Amid all the hype of Tuesday’s news that Elon Musk and his cousins, Peter and Lyndon Rive, were extending their US solar leasing company into a vertically integrated contender, that will manufacture and install solar PV on rooftops, the SolarCity founders made some pretty bold claims.
Chief among these was CEO Lyndon Rive’s suggestion that plans like theirs, to produce and install solar at scale, would soon drive the cost of solar down far enough to beat the grid and disrupt the electric utilty industry status quo.
“Being fully vertically integrated allows us to control the cost of solar per kilowatt-hour installed, which ultimately is the metric that matters,” said CEO Lyndon Rive in a conference call. That would allow the company to provide energy lower than the grid without subsidies. And if you do that, said Rive, “potentially the market is infinite for the next 30 or 40 years.”

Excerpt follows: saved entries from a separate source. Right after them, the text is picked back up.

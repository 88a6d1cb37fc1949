//! Tests for VTE handler (Print + Execute).
//!
//! Feed raw bytes through `vte::ansi::Processor` → `Term<RecordingListener>`
//! and verify grid state and events.

use std::sync::{Arc, Mutex};

use vte::ansi::Processor;

use crate::event::{Event, EventListener};
use crate::index::Column;
use crate::term::Term;

/// Event listener that records all events for assertions.
#[derive(Clone)]
struct RecordingListener {
    events: Arc<Mutex<Vec<String>>>,
}

impl RecordingListener {
    fn new() -> Self {
        Self { events: Arc::new(Mutex::new(Vec::new())) }
    }

    fn events(&self) -> Vec<String> {
        self.events.lock().expect("lock poisoned").clone()
    }
}

impl EventListener for RecordingListener {
    fn send_event(&self, event: Event) {
        self.events.lock().expect("lock poisoned").push(format!("{event:?}"));
    }
}

/// Create a Term with 24 lines, 80 columns, and a recording listener.
fn term_with_recorder() -> (Term<RecordingListener>, RecordingListener) {
    let listener = RecordingListener::new();
    let term = Term::new(24, 80, 0, listener.clone());
    (term, listener)
}

/// Create a Term with VoidListener (when events don't matter).
fn term() -> Term<crate::event::VoidListener> {
    Term::new(24, 80, 0, crate::event::VoidListener)
}

/// Feed raw bytes through the VTE processor.
fn feed(term: &mut impl vte::ansi::Handler, bytes: &[u8]) {
    let mut processor: Processor = Processor::new();
    processor.advance(term, bytes);
}

// --- Print (input) tests ---

#[test]
fn hello_places_cells_and_advances_cursor() {
    let mut t = term();
    feed(&mut t, b"hello");

    let grid = t.grid();
    assert_eq!(grid[crate::index::Line(0)][Column(0)].ch, 'h');
    assert_eq!(grid[crate::index::Line(0)][Column(1)].ch, 'e');
    assert_eq!(grid[crate::index::Line(0)][Column(2)].ch, 'l');
    assert_eq!(grid[crate::index::Line(0)][Column(3)].ch, 'l');
    assert_eq!(grid[crate::index::Line(0)][Column(4)].ch, 'o');
    assert_eq!(grid.cursor().col(), Column(5));
    assert_eq!(grid.cursor().line(), 0);
}

#[test]
fn hello_newline_world() {
    let mut t = term();
    feed(&mut t, b"hello\nworld");

    let grid = t.grid();
    // "hello" on line 0.
    assert_eq!(grid[crate::index::Line(0)][Column(0)].ch, 'h');
    assert_eq!(grid[crate::index::Line(0)][Column(4)].ch, 'o');
    // LF only moves down, column stays at 5. "world" starts at col 5 on line 1.
    assert_eq!(grid[crate::index::Line(1)][Column(5)].ch, 'w');
    assert_eq!(grid[crate::index::Line(1)][Column(9)].ch, 'd');
    assert_eq!(grid.cursor().line(), 1);
    assert_eq!(grid.cursor().col(), Column(10));
}

#[test]
fn carriage_return_overwrites() {
    let mut t = term();
    feed(&mut t, b"hello\rworld");

    let grid = t.grid();
    // "world" overwrites "hello" on line 0.
    assert_eq!(grid[crate::index::Line(0)][Column(0)].ch, 'w');
    assert_eq!(grid[crate::index::Line(0)][Column(1)].ch, 'o');
    assert_eq!(grid[crate::index::Line(0)][Column(2)].ch, 'r');
    assert_eq!(grid[crate::index::Line(0)][Column(3)].ch, 'l');
    assert_eq!(grid[crate::index::Line(0)][Column(4)].ch, 'd');
    assert_eq!(grid.cursor().col(), Column(5));
}

#[test]
fn tab_advances_to_column_8() {
    let mut t = term();
    feed(&mut t, b"\t");

    // Tab stops are at 0, 8, 16, ... — from col 0, next stop is col 8.
    assert_eq!(t.grid().cursor().col(), Column(8));
}

#[test]
fn tab_from_midline() {
    let mut t = term();
    feed(&mut t, b"ab\t");

    // From col 2, next tab stop is col 8.
    assert_eq!(t.grid().cursor().col(), Column(8));
}

#[test]
fn backspace_moves_left() {
    let mut t = term();
    feed(&mut t, b"abc\x08");

    // "abc" puts cursor at col 3; backspace moves to col 2.
    assert_eq!(t.grid().cursor().col(), Column(2));
}

#[test]
fn backspace_at_col_zero_is_noop() {
    let mut t = term();
    feed(&mut t, b"\x08");

    assert_eq!(t.grid().cursor().col(), Column(0));
}

#[test]
fn bell_triggers_event() {
    let (mut t, listener) = term_with_recorder();
    feed(&mut t, b"\x07");

    let events = listener.events();
    assert_eq!(events.len(), 1);
    assert_eq!(events[0], "Bell");
}

#[test]
fn linefeed_moves_down() {
    let mut t = term();
    feed(&mut t, b"A\n");

    let grid = t.grid();
    assert_eq!(grid.cursor().line(), 1);
    // LF does not change column (unlike CR+LF).
    assert_eq!(grid.cursor().col(), Column(1));
}

#[test]
fn vertical_tab_same_as_lf() {
    let mut t = term();
    feed(&mut t, b"A\x0B");

    // VT (0x0B) is treated identically to LF.
    assert_eq!(t.grid().cursor().line(), 1);
    assert_eq!(t.grid().cursor().col(), Column(1));
}

#[test]
fn form_feed_same_as_lf() {
    let mut t = term();
    feed(&mut t, b"A\x0C");

    // FF (0x0C) is treated identically to LF.
    assert_eq!(t.grid().cursor().line(), 1);
    assert_eq!(t.grid().cursor().col(), Column(1));
}

#[test]
fn so_activates_g1_charset() {
    let mut t = term();
    // SO = 0x0E activates G1.
    feed(&mut t, b"\x0E");

    assert_eq!(*t.charset().active(), vte::ansi::CharsetIndex::G1);
}

#[test]
fn si_activates_g0_charset() {
    let mut t = term();
    // SO then SI should restore G0.
    feed(&mut t, b"\x0E\x0F");

    assert_eq!(*t.charset().active(), vte::ansi::CharsetIndex::G0);
}

#[test]
fn crlf_moves_to_start_of_next_line() {
    let mut t = term();
    feed(&mut t, b"hello\r\n");

    let grid = t.grid();
    assert_eq!(grid.cursor().line(), 1);
    assert_eq!(grid.cursor().col(), Column(0));
}

#[test]
fn multiple_linefeeds() {
    let mut t = term();
    feed(&mut t, b"\n\n\n");

    assert_eq!(t.grid().cursor().line(), 3);
}

#[test]
fn substitute_writes_space() {
    let mut t = term();
    feed(&mut t, b"A\x1AB");

    let grid = t.grid();
    // SUB (0x1A) writes a space.
    assert_eq!(grid[crate::index::Line(0)][Column(0)].ch, 'A');
    assert_eq!(grid[crate::index::Line(0)][Column(1)].ch, ' ');
    assert_eq!(grid[crate::index::Line(0)][Column(2)].ch, 'B');
}

// --- Cursor motion (CSI) ---

#[test]
fn csi_goto_moves_cursor() {
    let mut t = term();
    feed(&mut t, b"\x1b[5;10H");

    let grid = t.grid();
    assert_eq!(grid.cursor().line(), 4);
    assert_eq!(grid.cursor().col(), Column(9));
}

#[test]
fn csi_cuu_cud_cuf_cub_move_relative() {
    let mut t = term();
    feed(&mut t, b"\x1b[10;10H\x1b[2A\x1b[3B\x1b[1C\x1b[4D");

    let grid = t.grid();
    // Start (9,9) 0-based; up 2 -> line 7; down 3 -> line 10; forward 1 -> col 10; back 4 -> col 6.
    assert_eq!(grid.cursor().line(), 10);
    assert_eq!(grid.cursor().col(), Column(6));
}

#[test]
fn csi_save_restore_cursor_position() {
    let mut t = term();
    feed(&mut t, b"\x1b[5;5H\x1b[s\x1b[10;10H\x1b[u");

    let grid = t.grid();
    assert_eq!(grid.cursor().line(), 4);
    assert_eq!(grid.cursor().col(), Column(4));
}

// --- SGR (terminal_attribute) ---

#[test]
fn sgr_bold_sets_flag() {
    let mut t = term();
    feed(&mut t, b"\x1b[1mA");

    let cell = &t.grid()[crate::index::Line(0)][Column(0)];
    assert!(cell.flags.contains(crate::cell::CellFlags::BOLD));
}

#[test]
fn sgr_reset_clears_flags() {
    let mut t = term();
    feed(&mut t, b"\x1b[1;4mA\x1b[0mB");

    let grid = t.grid();
    assert!(grid[crate::index::Line(0)][Column(0)].flags.contains(crate::cell::CellFlags::BOLD));
    assert!(grid[crate::index::Line(0)][Column(1)].flags.is_empty());
}

#[test]
fn sgr_underline_variants_collapse_to_single_flag() {
    let mut t = term();
    // Double underline (4:2) is not a distinct SGR in this implementation's
    // scope; confirm plain underline at least sets the flag.
    feed(&mut t, b"\x1b[4mA");

    let cell = &t.grid()[crate::index::Line(0)][Column(0)];
    assert!(cell.flags.contains(crate::cell::CellFlags::UNDERLINE));
}

#[test]
fn sgr_foreground_color_applies() {
    let mut t = term();
    feed(&mut t, b"\x1b[31mA");

    let cell = &t.grid()[crate::index::Line(0)][Column(0)];
    assert_eq!(cell.fg, vte::ansi::Color::Named(vte::ansi::NamedColor::Red));
}

// --- Erase ---

#[test]
fn csi_erase_display_clears_all() {
    let mut t = term();
    feed(&mut t, b"hello\x1b[2J");

    let grid = t.grid();
    assert!(grid[crate::index::Line(0)][Column(0)].is_empty());
}

#[test]
fn csi_erase_line_clears_to_end() {
    let mut t = term();
    feed(&mut t, b"hello\x1b[3G\x1b[K");

    let grid = t.grid();
    assert_eq!(grid[crate::index::Line(0)][Column(0)].ch, 'h');
    assert_eq!(grid[crate::index::Line(0)][Column(1)].ch, 'e');
    assert!(grid[crate::index::Line(0)][Column(2)].is_empty());
}

// --- Scroll region ---

#[test]
fn csi_scroll_region_homes_cursor() {
    let mut t = term();
    feed(&mut t, b"\x1b[10;10H\x1b[3;8r");

    let grid = t.grid();
    assert_eq!(grid.cursor().line(), 0);
    assert_eq!(grid.cursor().col(), Column(0));
}

#[test]
fn csi_scroll_region_confines_scroll_up() {
    let mut t = term();
    // Lines 0 and 4 sit outside a 2..4 (1-based 3;4) scroll region.
    feed(&mut t, b"top\n\n\nmid\nbottom");
    feed(&mut t, b"\x1b[3;4r\x1b[2S");

    let grid = t.grid();
    // Line 0 (outside the region) is untouched.
    assert_eq!(grid[crate::index::Line(0)][Column(0)].ch, 't');
}

#[test]
fn csi_scroll_up_moves_lines() {
    let mut t = term();
    feed(&mut t, b"A\n");
    feed(&mut t, b"\x1b[1S");

    let grid = t.grid();
    // Line 0's content scrolled away.
    assert!(grid[crate::index::Line(0)][Column(0)].is_empty());
}

// --- Tabs ---

#[test]
fn csi_clear_tab_stop_at_column() {
    let mut t = term();
    feed(&mut t, b"\x1b[8G\x1b[g");

    assert!(!t.grid().tab_stops()[8]);
}

// --- Modes ---

#[test]
fn csi_insert_mode_shifts_existing_text() {
    let mut t = term();
    feed(&mut t, b"ABC\x1b[4h\x1b[1GX");

    let grid = t.grid();
    assert_eq!(grid[crate::index::Line(0)][Column(0)].ch, 'X');
    assert_eq!(grid[crate::index::Line(0)][Column(1)].ch, 'A');
}

#[test]
fn decset_hides_cursor() {
    let mut t = term();
    assert!(t.mode().contains(crate::term::TermMode::SHOW_CURSOR));
    feed(&mut t, b"\x1b[?25l");
    assert!(!t.mode().contains(crate::term::TermMode::SHOW_CURSOR));
}

#[test]
fn decset_alt_screen_swaps_and_restores() {
    let mut t = term();
    feed(&mut t, b"primary");
    feed(&mut t, b"\x1b[?1049h");
    assert!(t.mode().contains(crate::term::TermMode::ALT_SCREEN));
    feed(&mut t, b"alt");
    assert_eq!(t.grid()[crate::index::Line(0)][Column(0)].ch, 'a');

    feed(&mut t, b"\x1b[?1049l");
    assert!(!t.mode().contains(crate::term::TermMode::ALT_SCREEN));
    assert_eq!(t.grid()[crate::index::Line(0)][Column(0)].ch, 'p');
}

#[test]
fn decset_deccolm_resizes_to_132_and_back_to_80() {
    let mut t = term();
    feed(&mut t, b"\x1b[?3h");
    assert_eq!(t.grid().cols(), 132);
    assert!(t.mode().contains(crate::term::TermMode::COLUMN_132));

    feed(&mut t, b"\x1b[?3l");
    assert_eq!(t.grid().cols(), 80);
    assert!(!t.mode().contains(crate::term::TermMode::COLUMN_132));
}

#[test]
fn rep_repeats_last_printed_character() {
    let mut t = term();
    feed(&mut t, b"A\x1b[3b");

    let row = &t.grid()[crate::index::Line(0)];
    assert_eq!(row[Column(0)].ch, 'A');
    assert_eq!(row[Column(1)].ch, 'A');
    assert_eq!(row[Column(2)].ch, 'A');
    assert_eq!(row[Column(3)].ch, 'A');
}

#[test]
fn rep_with_no_prior_character_is_noop() {
    let mut t = term();
    feed(&mut t, b"\x1b[3b");
    assert_eq!(t.grid()[crate::index::Line(0)][Column(0)].ch, ' ');
}

// --- Title ---

#[test]
fn osc_set_title_updates_and_fires_event() {
    let (mut t, listener) = term_with_recorder();
    feed(&mut t, b"\x1b]0;my title\x07");

    assert_eq!(t.title(), "my title");
    let events = listener.events();
    assert!(events.iter().any(|e| e == "Title(my title)"));
}

#[test]
fn title_push_and_pop_restores_previous() {
    let mut t = term();
    feed(&mut t, b"\x1b]0;first\x07\x1b[22;0t\x1b]0;second\x07");
    assert_eq!(t.title(), "second");

    feed(&mut t, b"\x1b[23;0t");
    assert_eq!(t.title(), "first");
}

// --- DECALN / reset ---

#[test]
fn decaln_fills_screen_with_e() {
    let mut t = term();
    feed(&mut t, b"\x1b#8");

    let grid = t.grid();
    assert_eq!(grid[crate::index::Line(0)][Column(0)].ch, 'E');
    assert_eq!(grid[crate::index::Line(23)][Column(79)].ch, 'E');
    assert_eq!(grid.cursor().line(), 0);
    assert_eq!(grid.cursor().col(), Column(0));
}

#[test]
fn ris_resets_modes_and_title() {
    let mut t = term();
    feed(&mut t, b"\x1b]0;hello\x07\x1b[4h");
    assert!(t.mode().contains(crate::term::TermMode::INSERT));

    feed(&mut t, b"\x1bc");

    assert!(!t.mode().contains(crate::term::TermMode::INSERT));
    assert_eq!(t.title(), "");
}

But they also conceded that “a lot of panels” would have to be manufactured and installed for that to happen. “The plans we are announcing today, while substantial compared to current industry, are small in that context,” the SolarCity trio said.
“The path to ultimately having solar power way cheaper than coal or fracked gases is to combine huge economies of scale with the most advanced technologies,” said Musk in the same conference call. The company already owns a mounting rack company called Zep Solar and will look for other acquisitions in the future to wring costs from delivering solar, executives said.
At this stage, the company’s plans for its newest acquisition are to start shipping Silevo’s super efficient (21%) silicon solar panels from a huge 1GW factory in upstate New York (powered largely by hydro power) within the next two years.
“Given that there is excess supplier capacity today, this may seem counter-intuitive to some who follow the solar industry,” said the Rive brother and Musk on the company blog.
“What we are trying to address is not the lay of the land today, where there are indeed too many suppliers, most of whom are producing relatively low photonic efficiency solar cells at uncompelling costs, but how we see the future developing.
“Without decisive action to lay the groundwork today, the massive volume of affordable, high efficiency panels needed for unsubsidized solar power to outcompete fossil fuel grid power simply will not be there when it is needed.
“Even if the solar industry were only to generate 40 percent of the world’s electricity with photovoltaics by 2040, that would mean installing more than 400 GW of solar capacity per year for the next 25 years.”